1. 1980 operating capacity determined as of 12/31/80:
    a. 5 intercity busesx50 seats each.....................          250
                                                            ------------
    b. Total 1980 operating capacity.......................          250
2. 1981 operating capacity determined as of 12/31/8:
    a. 2 1980 buses used on a full-time basis in 1981......          100
    b. 1981 added capacity:................................
        i. Qualifying buses:
            Bus 1..........................................           45
            Bus 2..........................................           55
            Bus 3..........................................           50
        ii. Intercity bus not a qualifying bus.............           50
        iii. Total 1981 added capacity.....................          200
                                                            ------------
  c. Total 1981 operating capacity.........................          300
3. 1981 increase in operating capacity (line 2c-line 1b)...           50
4. Fraction for determining qualified investment                   \1/4\
 attributable to increase in capacity (line 3+line 2
 (b)(iii)).................................................

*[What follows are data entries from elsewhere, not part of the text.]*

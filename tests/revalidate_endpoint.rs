use std::collections::HashMap;
use std::sync::Arc;
use std::sync::atomic::{AtomicUsize, Ordering};

use async_trait::async_trait;
use axum::{
    Router,
    body::{Body, to_bytes},
    http::{Method, Request, StatusCode, header},
};
use geographer::application::{
    auth::WebhookAuthenticator,
    content::ContentService,
    repos::{ContentStore, FetchMode, QueryParams, RepoError},
    revalidate::RevalidationService,
    tags::TagResolver,
};
use geographer::cache::{CacheConfig, CacheState};
use geographer::infra::http::{ContentState, RouterState, WebhookState, build_router};
use geographer_api_types::{ContentResponse, RevalidationResponse};
use serde_json::{Value, json};
use tower::ServiceExt;

const SECRET: &str = "s3cret";

/// Answers reference lookups per referencing type and every other query
/// with a fixed document.
#[derive(Default)]
struct ScriptedStore {
    references: HashMap<&'static str, Value>,
    fail_references: bool,
    reference_calls: AtomicUsize,
    content_calls: AtomicUsize,
}

impl ScriptedStore {
    fn with_references(collections: Value, projects: Value) -> Self {
        Self {
            references: HashMap::from([("collection", collections), ("project", projects)]),
            ..Default::default()
        }
    }

    fn failing() -> Self {
        Self {
            fail_references: true,
            ..Default::default()
        }
    }
}

#[async_trait]
impl ContentStore for ScriptedStore {
    async fn query(
        &self,
        _groq: &str,
        params: &QueryParams,
        mode: FetchMode,
    ) -> Result<Value, RepoError> {
        if params.contains_key("documentId") {
            self.reference_calls.fetch_add(1, Ordering::SeqCst);
            assert_eq!(mode, FetchMode::Fresh, "reference lookups must bypass the CDN");
            if self.fail_references {
                return Err(RepoError::Status {
                    status: 503,
                    message: "unavailable".to_string(),
                });
            }
            let kind = params.get("type").and_then(Value::as_str).unwrap_or("");
            return Ok(self.references.get(kind).cloned().unwrap_or(json!([])));
        }

        self.content_calls.fetch_add(1, Ordering::SeqCst);
        Ok(json!({ "title": "Geographer" }))
    }
}

fn app(store: Arc<ScriptedStore>, secret: Option<&str>) -> Router {
    let cache = CacheState::new(CacheConfig::default());
    let store: Arc<dyn ContentStore> = store;
    let resolver = TagResolver::new(store.clone(), cache.namespace());
    let revalidation = RevalidationService::new(
        WebhookAuthenticator::new(secret.map(str::to_string)),
        resolver,
        Arc::new(cache.invalidator()),
    );
    let content = ContentService::new(store, cache);

    build_router(RouterState {
        webhook: WebhookState {
            revalidation: Arc::new(revalidation),
        },
        content: ContentState {
            content: Arc::new(content),
        },
    })
}

fn webhook(uri: &str, authorization: Option<&str>, body: &str) -> Request<Body> {
    let mut builder = Request::builder()
        .method(Method::POST)
        .uri(uri)
        .header(header::CONTENT_TYPE, "application/json");
    if let Some(value) = authorization {
        builder = builder.header(header::AUTHORIZATION, value);
    }
    builder
        .body(Body::from(body.to_string()))
        .expect("build webhook request")
}

fn signed(body: &str) -> Request<Body> {
    webhook(
        "/api/revalidate",
        Some(&format!("Bearer {SECRET}")),
        body,
    )
}

async fn send(app: &Router, request: Request<Body>) -> (StatusCode, RevalidationResponse) {
    let response = app.clone().oneshot(request).await.expect("router response");
    let status = response.status();
    let bytes = to_bytes(response.into_body(), usize::MAX)
        .await
        .expect("read body");
    let body = serde_json::from_slice(&bytes).expect("revalidation response body");
    (status, body)
}

async fn read_content(app: &Router, uri: &str) -> ContentResponse {
    let request = Request::builder()
        .uri(uri)
        .body(Body::empty())
        .expect("build content request");
    let response = app.clone().oneshot(request).await.expect("router response");
    assert_eq!(response.status(), StatusCode::OK);
    let bytes = to_bytes(response.into_body(), usize::MAX)
        .await
        .expect("read body");
    serde_json::from_slice(&bytes).expect("content response body")
}

fn tags(values: &[&str]) -> Option<Vec<String>> {
    Some(values.iter().map(|value| value.to_string()).collect())
}

#[tokio::test]
async fn missing_secret_configuration_fails_before_parsing() {
    let app = app(Arc::new(ScriptedStore::default()), None);

    let (status, body) = send(&app, signed("not json")).await;
    assert_eq!(status, StatusCode::INTERNAL_SERVER_ERROR);
    assert!(!body.revalidated);
    assert_eq!(
        body.message.as_deref(),
        Some("Missing SANITY_REVALIDATE_SECRET environment variable")
    );
}

#[tokio::test]
async fn wrong_secret_is_unauthorized() {
    let app = app(Arc::new(ScriptedStore::default()), Some(SECRET));

    let (status, body) = send(
        &app,
        webhook("/api/revalidate", Some("Bearer nope"), "not json"),
    )
    .await;
    assert_eq!(status, StatusCode::UNAUTHORIZED);
    assert_eq!(body.message.as_deref(), Some("Invalid revalidation secret"));

    let (status, _) = send(&app, webhook("/api/revalidate", None, "{}")).await;
    assert_eq!(status, StatusCode::UNAUTHORIZED);
}

#[tokio::test]
async fn secret_is_accepted_from_header_or_query() {
    let app = app(Arc::new(ScriptedStore::default()), Some(SECRET));
    let payload = r#"{"_type":"about"}"#;

    let (status, body) = send(
        &app,
        webhook("/api/revalidate", Some(&format!("bearer  {SECRET} ")), payload),
    )
    .await;
    assert_eq!(status, StatusCode::OK);
    assert_eq!(body.tags, tags(&["about"]));

    let (status, body) = send(
        &app,
        webhook(&format!("/api/revalidate?secret={SECRET}"), None, payload),
    )
    .await;
    assert_eq!(status, StatusCode::OK);
    assert!(body.revalidated);
}

#[tokio::test]
async fn malformed_payloads_are_bad_requests() {
    let app = app(Arc::new(ScriptedStore::default()), Some(SECRET));

    let (status, body) = send(&app, signed("{ nope")).await;
    assert_eq!(status, StatusCode::BAD_REQUEST);
    assert_eq!(body.message.as_deref(), Some("Invalid JSON payload"));

    let (status, body) = send(&app, signed(r#"{"slug":{"current":"x"}}"#)).await;
    assert_eq!(status, StatusCode::BAD_REQUEST);
    assert_eq!(
        body.message.as_deref(),
        Some("Unable to determine document type from payload")
    );
}

#[tokio::test]
async fn unhandled_types_are_accepted_without_invalidating() {
    let app = app(Arc::new(ScriptedStore::default()), Some(SECRET));

    let (status, body) = send(&app, signed(r#"{"_type":"pressItem"}"#)).await;
    assert_eq!(status, StatusCode::ACCEPTED);
    assert!(!body.revalidated);
    assert_eq!(
        body.message.as_deref(),
        Some("Unhandled Sanity type \"pressItem\".")
    );
    assert!(body.tags.is_none());
}

#[tokio::test]
async fn collection_change_revalidates_list_and_detail() {
    let app = app(Arc::new(ScriptedStore::default()), Some(SECRET));

    let (status, body) = send(
        &app,
        signed(r#"{"_type":"collection","slug":{"current":"x"}}"#),
    )
    .await;
    assert_eq!(status, StatusCode::OK);
    assert!(body.revalidated);
    assert_eq!(body.tags, tags(&["collection:list", "collection:x"]));
}

#[tokio::test]
async fn singleton_payload_shapes_resolve_to_their_tag() {
    let app = app(Arc::new(ScriptedStore::default()), Some(SECRET));

    let (_, body) = send(&app, signed(r#"{"_type":"siteSettings"}"#)).await;
    assert_eq!(body.tags, tags(&["siteSettings"]));

    let (_, body) = send(&app, signed(r#"{"document":{"_type":"homepage"}}"#)).await;
    assert_eq!(body.tags, tags(&["homepage"]));

    // Deletions only carry the previous revision.
    let (status, body) = send(&app, signed(r#"{"previous":{"_type":"about"}}"#)).await;
    assert_eq!(status, StatusCode::OK);
    assert_eq!(body.tags, tags(&["about"]));
}

#[tokio::test]
async fn release_change_fans_out_to_referencing_pages() {
    let store = Arc::new(ScriptedStore::with_references(
        json!([{ "slug": "c1" }, { "slug": null }]),
        json!([{ "slug": "p1" }]),
    ));
    let app = app(store.clone(), Some(SECRET));

    let (status, body) = send(
        &app,
        signed(r#"{"_type":"release","_id":"release-1","slug":{"current":"r"}}"#),
    )
    .await;
    assert_eq!(status, StatusCode::OK);
    assert_eq!(
        body.tags,
        tags(&[
            "collection:c1",
            "collection:list",
            "project:list",
            "project:p1",
            "release:list",
            "release:r",
        ])
    );
    assert_eq!(store.reference_calls.load(Ordering::SeqCst), 2);
}

#[tokio::test]
async fn unreferenced_release_adds_no_page_tags() {
    let store = Arc::new(ScriptedStore::with_references(json!([]), json!(null)));
    let app = app(store, Some(SECRET));

    let (status, body) = send(
        &app,
        signed(r#"{"_type":"release","documentId":"release-1","slug":"r"}"#),
    )
    .await;
    assert_eq!(status, StatusCode::OK);
    assert_eq!(body.tags, tags(&["release:list", "release:r"]));
}

#[tokio::test]
async fn failed_reference_lookup_invalidates_nothing() {
    let store = Arc::new(ScriptedStore::failing());
    let app = app(store.clone(), Some(SECRET));

    let first = read_content(&app, "/api/content/releases").await;
    assert!(!first.cached);

    let (status, body) = send(
        &app,
        signed(r#"{"_type":"release","_id":"release-1","slug":{"current":"r"}}"#),
    )
    .await;
    assert_eq!(status, StatusCode::INTERNAL_SERVER_ERROR);
    assert!(!body.revalidated);
    assert_eq!(
        body.message.as_deref(),
        Some("Failed to query content store")
    );

    let second = read_content(&app, "/api/content/releases").await;
    assert!(second.cached);
    assert_eq!(store.content_calls.load(Ordering::SeqCst), 1);
}

#[tokio::test]
async fn health_probe_returns_no_content() {
    let app = app(Arc::new(ScriptedStore::default()), None);
    let request = Request::builder()
        .uri("/_health")
        .body(Body::empty())
        .expect("build health request");
    let response = app.oneshot(request).await.expect("router response");
    assert_eq!(response.status(), StatusCode::NO_CONTENT);
}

    Accordingly, the energy credit earned in 1981 for each of the 
qualifying buses is determined as follows:

------------------------------------------------------------------------
    Qualified
 investment for                                Energy             Energy
   the regular       x      Line 4     x     percentage     =     credit
     credit                                                       earned
------------------------------------------------------------------------
Bus 1: $15,000    .......    \1/4\  .......         10   ......     $375
Bus 2: $20,000    .......    \1/4\  .......         10   ......      500
Bus 3: $25,000    .......    \1/4\  .......         10   ......      625
                 -------------------------------------------------------
  Total energy    .......  .......  .......  ..........  ......    1,500
   credit earned
   in 1981
------------------------------------------------------------------------


    (10) Related taxpayers. (i) Related taxpayers are treated as one 
taxpayer in determining the increase in operating capacity under 
paragraph (q)(9)(ii) of this section and in determining the qualified 
investment in qualified intercity buses for the energy credit under 
paragraph (q)(9)(iii) of this section. Related taxpayers are members of 
a group of trades or businesses that are under common control (as 
defined in Sec. 1.52-1(b)).
    (ii) Related taxpayers make all computations relating to operating 
capacity on a group basis. Also, the determination of whether a bus 
meets the predominant use test is made on a group basis by aggregating 
bus usage by each member of the group. For example, if a bus is acquired 
by one member and used by that member for part of a taxable year and 
used by other members for the remainder, the combined usage is 
aggregated in determining whether the predominant use test is met. In 
addition, all related taxpayers are treated as one person in applying 
paragraph (q)(8) of this section (relating to leasing).
    (iii) The energy credit earned for a qualifying bus is allocated to 
the member which acquired (or is a lessee treated under section 48(d) as 
having acquired) the bus whether or not that member had a separate 
increase in operating capacity for the taxable year.
    (iv) Each member must make its own computation of the group's 
increase in operating capacity for the period comprising its taxable 
year. A member will make this computation as of the end of its taxable 
year ignoring different taxable years of other members. For the period 
comprising its taxable year, the member makes all calculations relating 
to group operating capacity, including the determination of full-time 
use by other members.
    (v) Each member determines the composition of the group as of the 
end of that member's taxable year. For example, if X uses the calendar 
year and makes its computation as of December 31, 1981, and Y is a 
member of X's group at that time, Y's operating capacity determined as 
of the end of X's immediately preceding taxable year (December 31, 1980) 
is taken into account by X for 1980 even if Y was not a member of the 
group for any day prior to December 31, 1981.

[[Page 365]]

    (vi) The following example illustrates this paragraph (q)(10):

    Example (a). Corporations X and Y are related taxpayers. In this 
example, each bus is a qualifying bus with a seating capacity of 50. 
Each bus owned at the close of either X's or Y's taxable year was used 
on a full-time basis for the relevant period corresponding to X's or Y's 
taxable year. Other facts are set forth in the following table:

------------------------------------------------------------------------
                                          X                   Y
------------------------------------------------------------------------
Taxable year ends..............  Dec. 31...........  June 30.
Operating capacity for 1979....  5 buses...........  10 buses.
Buses added....................  3 buses Mar. 1,     3 buses May 15,
                                  1980.               1981.
Buses sold.....................  2 buses Mar. 31,    2 buses Sept. 30,
                                  1981.               1980.
Cost of each added bus.........  $40,000...........  $60,000.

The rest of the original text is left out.